The new world economic system demands that Pakistan’s private sector develop sharper skills, greater agility and deeper strategic acumen. Economists argue that enterprises must enforce governance checks, improve internal controls and adopt best international practices if they wish to thrive in a world where the margin for error is razor-thin. A single lapse, strategic, operational or financial, can doom a company to years of underperformance.
Pakistan’s leading corporations have consistently demonstrated that success is possible even under flawed government policies, energy crises, and market disruptions. One such company has thrived by diversifying across fertilizers, food, petrochemicals and energy while maintaining world-class governance.
A cement company expanded aggressively yet prudently. Its investments in cement exports, automobiles, chemicals and renewable energy have shielded it from domestic downturns. Its refusal to become complacent, and its heavy emphasis on cost efficiency, illustrates how well-managed companies convert adversity into opportunity.
Another company, which is now one of the world’s largest hosiery manufacturers, demonstrates how investment in human capital and modern technology enables global competitiveness, even when Pakistan’s broader industrial base struggles. Then, Pakistan’s first billion-dollar IT company by market capitalisation highlights how clarity of mission and governance excellence can push a firm to the global stage despite local instability.

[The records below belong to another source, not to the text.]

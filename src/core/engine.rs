//! Transaction processing engine
//!
//! This module provides the TransactionEngine that replays decoded commands
//! against the per-run [`Bank`] by dispatching them to the payment processor,
//! the split payment coordinator, the plan policy and the report builder.
//!
//! The engine enforces the error policy of a replay:
//! - Failures that belong to an account (insufficient funds, frozen card,
//!   account-scoped rejections) become a failure transaction on that account
//! - Every other command failure becomes an inline output for the command
//! - Only fatal errors are returned to the caller

use crate::config::EngineConfig;
use crate::core::account_manager::AccountManager;
use crate::core::bank::Bank;
use crate::core::exchange::ExchangeRateResolver;
use crate::core::payment::PaymentProcessor;
use crate::core::plan::{PlanChange, ServicePlanPolicy};
use crate::core::reports::ReportBuilder;
use crate::core::split::{Settlement, SplitOutcome};
use crate::types::{
    Account, AccountKind, BankError, BusinessActivity, BusinessProfile, BusinessReportKind,
    BusinessRole, CardKind, CardStatus, Command, CommandRecord, Commerciant, Entity, Movement,
    NewAccountKind, PlanTier, SplitKind, SplitType, Timestamp, Transaction, User,
};
use rust_decimal::Decimal;
use serde::Serialize;
use serde_json::{json, Value};
use tracing::{debug, info, warn};

/// Output produced by a query command or by a failed command
#[derive(Debug, Clone, PartialEq, Serialize)]
pub struct CommandOutput {
    pub command: String,
    pub timestamp: Timestamp,
    pub output: Value,
}

/// Transaction processing engine
///
/// Owns the bank state of one replay together with the outputs collected so
/// far. Commands must be fed in log order.
pub struct TransactionEngine {
    bank: Bank,
    outputs: Vec<CommandOutput>,
}
//! Core business logic module
//!
//! This module contains the ledger's processing components:
//! - `engine` - Command dispatch and failure recovery
//! - `bank` - Per-run state shared by every component
//! - `account_manager` - Account and card state, balance operations
//! - `exchange` - Exchange rate graph and conversions
//! - `plan` - Service plan commissions, upgrades and promotion
//! - `cashback` - Commerciant cashback strategies
//! - `payment` - Card payments, cash withdrawals and transfers
//! - `split` - Split payment agreements
//! - `ledger` - Account and user transaction histories
//! - `reports` - Report and print views

pub mod account_manager;
pub mod bank;
pub mod cashback;
pub mod engine;
pub mod exchange;
pub mod ledger;
pub mod payment;
pub mod plan;
pub mod reports;
pub mod split;

pub use account_manager::AccountManager;
pub use bank::Bank;
pub use engine::{CommandOutput, TransactionEngine};
pub use exchange::ExchangeRateResolver;
pub use ledger::TransactionLedger;
pub use split::SplitPaymentCoordinator;
//! Account management module
//!
//! This module provides the `AccountManager` struct which maintains the state
//! of all bank accounts and their cards.
//!
//! The AccountManager is responsible for:
//! - Opening accounts and issuing deterministic IBANs and card numbers
//! - Looking up accounts by IBAN and by card number
//! - Balance operations (deposit, withdraw) with checked arithmetic
//! - Providing accounts in creation order for output

use crate::types::{
    Account, AccountKind, BankError, Card, CardKind, CardNumber, CardStatus, Currency, Email,
    Entity, Iban,
};
use rust_decimal::Decimal;
use std::collections::HashMap;

const IBAN_PREFIX: &str = "RO49POOB";
const CARD_PREFIX: &str = "4000";

/// Manages all accounts and the card index
///
/// Identifiers are derived from counters so the same scenario always yields
/// the same IBANs and card numbers.
#[derive(Debug, Default)]
pub struct AccountManager {
    /// Map of IBANs to account states
    accounts: HashMap<Iban, Account>,

    /// IBANs in creation order
    order: Vec<Iban>,

    /// Card number → owning account
    cards: HashMap<CardNumber, Iban>,

    next_account: u64,
    next_card: u64,
}

impl AccountManager {
    /// Create a new AccountManager with no accounts
    pub fn new() -> Self {
        Self::default()
    }

    /// Open an account and return its IBAN
    pub fn open(&mut self, owner: &str, currency: &str, kind: AccountKind) -> Iban {
        self.next_account += 1;
        let iban = format!("{}{:016}", IBAN_PREFIX, self.next_account);
        let account = Account::new(
            iban.clone(),
            owner.to_string(),
            Currency::from(currency),
            kind,
        );
        self.accounts.insert(iban.clone(), account);
        self.order.push(iban.clone());
        iban
    }

    /// Get an account by IBAN
    ///
    /// # Errors
    ///
    /// Returns `NotFound` if no account has this IBAN.
    pub fn get(&self, iban: &str) -> Result<&Account, BankError> {
        self.accounts
            .get(iban)
            .ok_or_else(|| BankError::not_found(Entity::Account, iban))
    }

    /// Get a mutable account by IBAN
    pub fn get_mut(&mut self, iban: &str) -> Result<&mut Account, BankError> {
        self.accounts
            .get_mut(iban)
            .ok_or_else(|| BankError::not_found(Entity::Account, iban))
    }

    pub fn contains(&self, iban: &str) -> bool {
        self.accounts.contains_key(iban)
    }

    /// IBAN of the account holding `card`
    ///
    /// # Errors
    ///
    /// Returns `NotFound` for an unknown card number.
    pub fn account_of_card(&self, card: &str) -> Result<&Iban, BankError> {
        self.cards
            .get(card)
            .ok_or_else(|| BankError::not_found(Entity::Card, card))
    }

    /// Issue a new active card on `iban`
    pub fn issue_card(
        &mut self,
        iban: &str,
        holder: &str,
        kind: CardKind,
    ) -> Result<CardNumber, BankError> {
        let account = self
            .accounts
            .get_mut(iban)
            .ok_or_else(|| BankError::not_found(Entity::Account, iban))?;

        self.next_card += 1;
        let number = format!("{}{:012}", CARD_PREFIX, self.next_card);
        account.cards.push(Card {
            number: number.clone(),
            status: CardStatus::Active,
            kind,
            holder: Email::from(holder),
        });
        self.cards.insert(number.clone(), iban.to_string());
        Ok(number)
    }

    /// Remove a card, returning the account it belonged to and the card
    pub fn remove_card(&mut self, number: &str) -> Result<(Iban, Card), BankError> {
        let iban = self.account_of_card(number)?.clone();
        let account = self.get_mut(&iban)?;
        let position = account
            .cards
            .iter()
            .position(|card| card.number == number)
            .ok_or_else(|| BankError::not_found(Entity::Card, number))?;
        let card = account.cards.remove(position);
        self.cards.remove(number);
        Ok((iban, card))
    }

    /// Close an account together with its cards
    pub fn close(&mut self, iban: &str) -> Result<Account, BankError> {
        let account = self
            .accounts
            .remove(iban)
            .ok_or_else(|| BankError::not_found(Entity::Account, iban))?;
        for card in &account.cards {
            self.cards.remove(&card.number);
        }
        self.order.retain(|other| other != iban);
        Ok(account)
    }

    /// Deposit funds into an account
    ///
    /// # Errors
    ///
    /// Returns an error if:
    /// - The account does not exist
    /// - Adding the amount would overflow the balance
    pub fn deposit(&mut self, iban: &str, amount: Decimal) -> Result<(), BankError> {
        self.get_mut(iban)?.deposit(amount)
    }

    /// Withdraw funds from an account
    ///
    /// # Errors
    ///
    /// Returns an error if:
    /// - The account does not exist
    /// - The amount exceeds the balance (nothing is withdrawn)
    pub fn withdraw(&mut self, iban: &str, amount: Decimal) -> Result<(), BankError> {
        self.get_mut(iban)?.withdraw(amount)
    }

    /// Get all accounts in creation order
    pub fn get_all_accounts(&self) -> Vec<&Account> {
        self.order
            .iter()
            .filter_map(|iban| self.accounts.get(iban))
            .collect()
    }
}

These examples show that the biggest differentiator between Pakistan’s winners and the rest is not luck, but management quality. The risks facing businesses today, capital shortages, market disruptions, price volatility, currency instability and bank credit tightening, are interconnected. Pakistani firms can no longer treat them in isolation.

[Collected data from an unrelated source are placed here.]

//! Transaction records kept in the ledger
//!
//! A [`Transaction`] is immutable once built. The shared fields (timestamp and
//! description) live on the struct; everything that depends on the kind of
//! event lives in [`TransactionDetails`] and is flattened into the same JSON
//! object on output.

use super::currency::{CardNumber, Currency, Email, Iban, Timestamp};
use super::split::SplitType;
use super::user::PlanTier;
use rust_decimal::Decimal;
use serde::Serialize;

/// Ledger entry
#[derive(Debug, Clone, PartialEq, Serialize)]
pub struct Transaction {
    pub timestamp: Timestamp,
    pub description: String,
    #[serde(flatten)]
    pub details: TransactionDetails,
}

/// Direction of a transfer as seen by the account holding the entry
#[derive(Debug, Clone, Copy, PartialEq, Eq, Serialize)]
#[serde(rename_all = "lowercase")]
pub enum TransferDirection {
    Sent,
    Received,
}

/// Kind-specific payload
///
/// Every variant is a struct variant so the flattened output is always a map.
#[derive(Debug, Clone, PartialEq, Serialize)]
#[serde(untagged, rename_all_fields = "camelCase")]
pub enum TransactionDetails {
    AccountCreated {},

    CardCreated {
        card: CardNumber,
        card_holder: Email,
        account: Iban,
    },

    CardDestroyed {
        card: CardNumber,
        card_holder: Email,
        account: Iban,
    },

    CardPayment {
        amount: Decimal,
        commerciant: String,
    },

    Transfer {
        #[serde(rename = "senderIBAN")]
        sender_iban: Iban,
        #[serde(rename = "receiverIBAN")]
        receiver_iban: Iban,
        /// Amount and currency, e.g. `"20.04 EUR"`
        amount: String,
        transfer_type: TransferDirection,
    },

    /// Executed, failed or rejected split payment; `error` is set unless executed
    SplitPayment {
        #[serde(skip_serializing_if = "Option::is_none")]
        amount: Option<Decimal>,
        #[serde(skip_serializing_if = "Option::is_none")]
        amount_for_users: Option<Vec<Decimal>>,
        currency: Currency,
        involved_accounts: Vec<Iban>,
        split_payment_type: SplitType,
        #[serde(skip_serializing_if = "Option::is_none")]
        error: Option<String>,
    },

    PlanUpgrade {
        #[serde(rename = "accountIBAN")]
        account_iban: Iban,
        new_plan_type: PlanTier,
    },

    InterestRateChange {},

    InterestIncome {
        amount: Decimal,
        currency: Currency,
    },

    SavingsWithdrawal {
        #[serde(rename = "classicAccountIBAN")]
        classic_account_iban: Iban,
        #[serde(rename = "savingsAccountIBAN")]
        savings_account_iban: Iban,
        amount: Decimal,
    },

    CashWithdrawal {
        amount: Decimal,
    },

    LowBalanceWarning {},

    LowBalanceFreeze {},

    /// Failed command recorded on the account it concerned
    Failure {},
}

impl Transaction {
    fn new(
        timestamp: Timestamp,
        description: impl Into<String>,
        details: TransactionDetails,
    ) -> Self {
        Transaction {
            timestamp,
            description: description.into(),
            details,
        }
    }

    pub fn account_created(timestamp: Timestamp) -> Self {
        Self::new(timestamp, "New account created", TransactionDetails::AccountCreated {})
    }

    pub fn card_created(timestamp: Timestamp, card: &str, holder: &str, account: &str) -> Self {
        Self::new(
            timestamp,
            "New card created",
            TransactionDetails::CardCreated {
                card: card.to_string(),
                card_holder: holder.to_string(),
                account: account.to_string(),
            },
        )
    }

    pub fn card_destroyed(timestamp: Timestamp, card: &str, holder: &str, account: &str) -> Self {
        Self::new(
            timestamp,
            "The card has been destroyed",
            TransactionDetails::CardDestroyed {
                card: card.to_string(),
                card_holder: holder.to_string(),
                account: account.to_string(),
            },
        )
    }

    pub fn card_payment(timestamp: Timestamp, amount: Decimal, commerciant: &str) -> Self {
        Self::new(
            timestamp,
            "Card payment",
            TransactionDetails::CardPayment {
                amount: amount.normalize(),
                commerciant: commerciant.to_string(),
            },
        )
    }

    pub fn transfer(
        timestamp: Timestamp,
        description: &str,
        sender: &str,
        receiver: &str,
        amount: Decimal,
        currency: &str,
        direction: TransferDirection,
    ) -> Self {
        Self::new(
            timestamp,
            description,
            TransactionDetails::Transfer {
                sender_iban: sender.to_string(),
                receiver_iban: receiver.to_string(),
                amount: format!("{} {}", amount.normalize(), currency),
                transfer_type: direction,
            },
        )
    }

    pub fn plan_upgrade(timestamp: Timestamp, account: &str, tier: PlanTier) -> Self {
        Self::new(
            timestamp,
            "Upgrade plan",
            TransactionDetails::PlanUpgrade {
                account_iban: account.to_string(),
                new_plan_type: tier,
            },
        )
    }

    pub fn interest_rate_change(timestamp: Timestamp, rate: Decimal) -> Self {
        Self::new(
            timestamp,
            format!("Interest rate of the account changed to {}", rate.normalize()),
            TransactionDetails::InterestRateChange {},
        )
    }

    pub fn interest_income(timestamp: Timestamp, amount: Decimal, currency: &str) -> Self {
        Self::new(
            timestamp,
            "Interest rate income",
            TransactionDetails::InterestIncome {
                amount: amount.normalize(),
                currency: currency.to_string(),
            },
        )
    }

    pub fn savings_withdrawal(
        timestamp: Timestamp,
        classic: &str,
        savings: &str,
        amount: Decimal,
    ) -> Self {
        Self::new(
            timestamp,
            "Savings withdrawal",
            TransactionDetails::SavingsWithdrawal {
                classic_account_iban: classic.to_string(),
                savings_account_iban: savings.to_string(),
                amount: amount.normalize(),
            },
        )
    }

    pub fn cash_withdrawal(timestamp: Timestamp, amount: Decimal) -> Self {
        Self::new(
            timestamp,
            format!("Cash withdrawal of {}", amount.normalize()),
            TransactionDetails::CashWithdrawal {
                amount: amount.normalize(),
            },
        )
    }

    pub fn low_balance_warning(timestamp: Timestamp) -> Self {
        Self::new(
            timestamp,
            "You have almost reached the minimum amount of funds",
            TransactionDetails::LowBalanceWarning {},
        )
    }

    pub fn low_balance_freeze(timestamp: Timestamp) -> Self {
        Self::new(
            timestamp,
            "You have reached the minimum amount of funds, the card will be frozen",
            TransactionDetails::LowBalanceFreeze {},
        )
    }

    /// Failure entry whose description is the failure reason
    pub fn failure(timestamp: Timestamp, reason: impl Into<String>) -> Self {
        Self::new(timestamp, reason, TransactionDetails::Failure {})
    }

    /// Split payment entry (success when `error` is `None`)
    pub fn split_payment(
        timestamp: Timestamp,
        total: Decimal,
        currency: &str,
        split_type: SplitType,
        amount: Option<Decimal>,
        amount_for_users: Option<Vec<Decimal>>,
        involved_accounts: Vec<Iban>,
        error: Option<String>,
    ) -> Self {
        Self::new(
            timestamp,
            format!("Split payment of {:.2} {}", total, currency),
            TransactionDetails::SplitPayment {
                amount: amount.map(|a| a.normalize()),
                amount_for_users: amount_for_users
                    .map(|amounts| amounts.into_iter().map(|a| a.normalize()).collect()),
                currency: currency.to_string(),
                involved_accounts,
                split_payment_type: split_type,
                error,
            },
        )
    }

    pub fn is_card_payment(&self) -> bool {
        matches!(self.details, TransactionDetails::CardPayment { .. })
    }
}

#[cfg(test)]
mod tests {
    use super::*;
    use rust_decimal_macros::dec;
    use serde_json::json;

    #[test]
    fn test_card_payment_serializes_flat() {
        let tx = Transaction::card_payment(7, dec!(20.0400), "Emag");
        let value = serde_json::to_value(&tx).unwrap();
        assert_eq!(
            value,
            json!({"timestamp": 7, "description": "Card payment", "amount": 20.04, "commerciant": "Emag"})
        );
    }

    #[test]
    fn test_transfer_serializes_iban_fields() {
        let tx = Transaction::transfer(
            3,
            "rent",
            "RO01",
            "RO02",
            dec!(10.50),
            "EUR",
            TransferDirection::Sent,
        );
        let value = serde_json::to_value(&tx).unwrap();
        assert_eq!(value["senderIBAN"], "RO01");
        assert_eq!(value["receiverIBAN"], "RO02");
        assert_eq!(value["amount"], "10.5 EUR");
        assert_eq!(value["transferType"], "sent");
    }

    #[test]
    fn test_failure_has_only_shared_fields() {
        let tx = Transaction::failure(9, "Insufficient funds");
        let value = serde_json::to_value(&tx).unwrap();
        assert_eq!(value, json!({"timestamp": 9, "description": "Insufficient funds"}));
    }

    #[test]
    fn test_split_payment_description_uses_two_decimals() {
        let tx = Transaction::split_payment(
            1,
            dec!(90),
            "RON",
            SplitType::Equal,
            Some(dec!(30)),
            None,
            vec!["RO01".to_string(), "RO02".to_string(), "RO03".to_string()],
            None,
        );
        assert_eq!(tx.description, "Split payment of 90.00 RON");
        let value = serde_json::to_value(&tx).unwrap();
        assert_eq!(value["splitPaymentType"], "equal");
        assert_eq!(value["involvedAccounts"].as_array().unwrap().len(), 3);
        assert!(value.get("error").is_none());
        assert!(value.get("amountForUsers").is_none());
    }
}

Robust companies have gone back to the drawing board, reassessing their exposure and redesigning their risk structures. They carefully map out the vulnerabilities of their clients, suppliers, financiers, and markets. This ecosystem view helps them anticipate where the next shock will hit.

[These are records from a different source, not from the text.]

//! Report strategy
//!
//! Replays the scenario and prints every command output (query results and
//! inline errors) as a JSON array, in command order.

use crate::config::EngineConfig;
use crate::io::write_outputs_json;
use crate::strategy::{replay, ProcessingStrategy};
use crate::types::BankError;
use std::io::Write;
use std::path::Path;

/// Strategy printing command outputs as JSON
///
/// # Examples
///
/// ```no_run
/// use bank_ledger::config::EngineConfig;
/// use bank_ledger::strategy::{ProcessingStrategy, ReportStrategy};
/// use std::path::Path;
///
/// let strategy = ReportStrategy::new(EngineConfig::default());
/// let mut output = std::io::stdout();
/// strategy
///     .process(Path::new("scenario.json"), &mut output)
///     .expect("Replay failed");
/// ```
#[derive(Debug, Clone)]
pub struct ReportStrategy {
    config: EngineConfig,
}

impl ReportStrategy {
    pub fn new(config: EngineConfig) -> Self {
        Self { config }
    }
}

impl ProcessingStrategy for ReportStrategy {
    fn process(&self, input_path: &Path, output: &mut dyn Write) -> Result<(), BankError> {
        let engine = replay(input_path, self.config.clone())?;
        write_outputs_json(engine.outputs(), output)
    }
}

#[cfg(test)]
mod tests {
    use super::*;
    use serde_json::Value;
    use std::io::Write;
    use tempfile::NamedTempFile;

    /// Helper function to create a temporary scenario file for testing
    fn create_temp_scenario(content: &str) -> NamedTempFile {
        let mut file = NamedTempFile::new().expect("Failed to create temp file");
        file.write_all(content.as_bytes())
            .expect("Failed to write to temp file");
        file.flush().expect("Failed to flush temp file");
        file
    }

    #[test]
    fn test_report_strategy_prints_outputs() {
        let file = create_temp_scenario(
            r#"{
                "users": [{"firstName": "Ana", "lastName": "Pop", "email": "ana@bank.ro",
                           "birthDate": "1990-01-01", "occupation": "engineer"}],
                "commands": [
                    {"command": "addAccount", "timestamp": 1, "email": "ana@bank.ro",
                     "currency": "RON", "accountType": "classic"},
                    {"command": "addFunds", "timestamp": 2, "account": "RO00", "email": "ana@bank.ro",
                     "amount": 10},
                    {"command": "printUsers", "timestamp": 3}
                ]
            }"#,
        );

        let strategy = ReportStrategy::new(EngineConfig::default());
        let mut output = Vec::new();
        strategy.process(file.path(), &mut output).unwrap();

        let value: Value = serde_json::from_slice(&output).unwrap();
        let outputs = value.as_array().unwrap();
        assert_eq!(outputs.len(), 2);
        assert_eq!(outputs[0]["command"], "addFunds");
        assert_eq!(outputs[0]["output"]["description"], "Account not found");
        assert_eq!(outputs[1]["command"], "printUsers");
        assert_eq!(outputs[1]["output"][0]["accounts"][0]["balance"], 0.0);
    }

    #[test]
    fn test_report_strategy_fails_on_missing_file() {
        let strategy = ReportStrategy::new(EngineConfig::default());
        let mut output = Vec::new();
        let result = strategy.process(Path::new("nonexistent.json"), &mut output);

        assert!(matches!(result, Err(BankError::FileNotFound { .. })));
        assert!(output.is_empty());
    }
}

Risk assessment must create awareness. Companies must identify which risks carry more downside than upside and structure them across networks of investors, suppliers, clients, and lenders so that losses are absorbed by the least sensitive partners. This requires professional management -- not family-dominated improvisation.
In a volatile economy, the attitude and discipline of senior management can determine a company’s fate. The best managers resist the temptation to blame external factors. Instead, they ask hard questions like did we adapt quickly enough? Did we change our product mix in time? Did we manage our inventories rationally?
Strong organisations take painful but necessary decisions, including liquidating high-cost inventories at a loss to maintain cash flow and keep operations running. Weak ones wait for prices to ‘recover’ and end up crippled.
Strategic thinking must evolve continuously. As global and local market dynamics shift, leadership must re-evaluate long-term plans. The smartest strategies leverage a company’s unique capabilities, skills, resources, relationships, while avoiding the psychological trap of overconfidence that often plagues long-standing family businesses.
Even the best-led companies can stumble when governance collapses. Classical governance failures include a domineering CEO who refuses to delegate, an ineffective or symbolic board, conflicts of interest, poorly designed compensation schemes and a board not aligned with its mission.
Successful Pakistani corporations actively avoid these pitfalls. When governance is strong, even a leadership misstep does not become fatal. Structures exist to course-correct before damage spreads.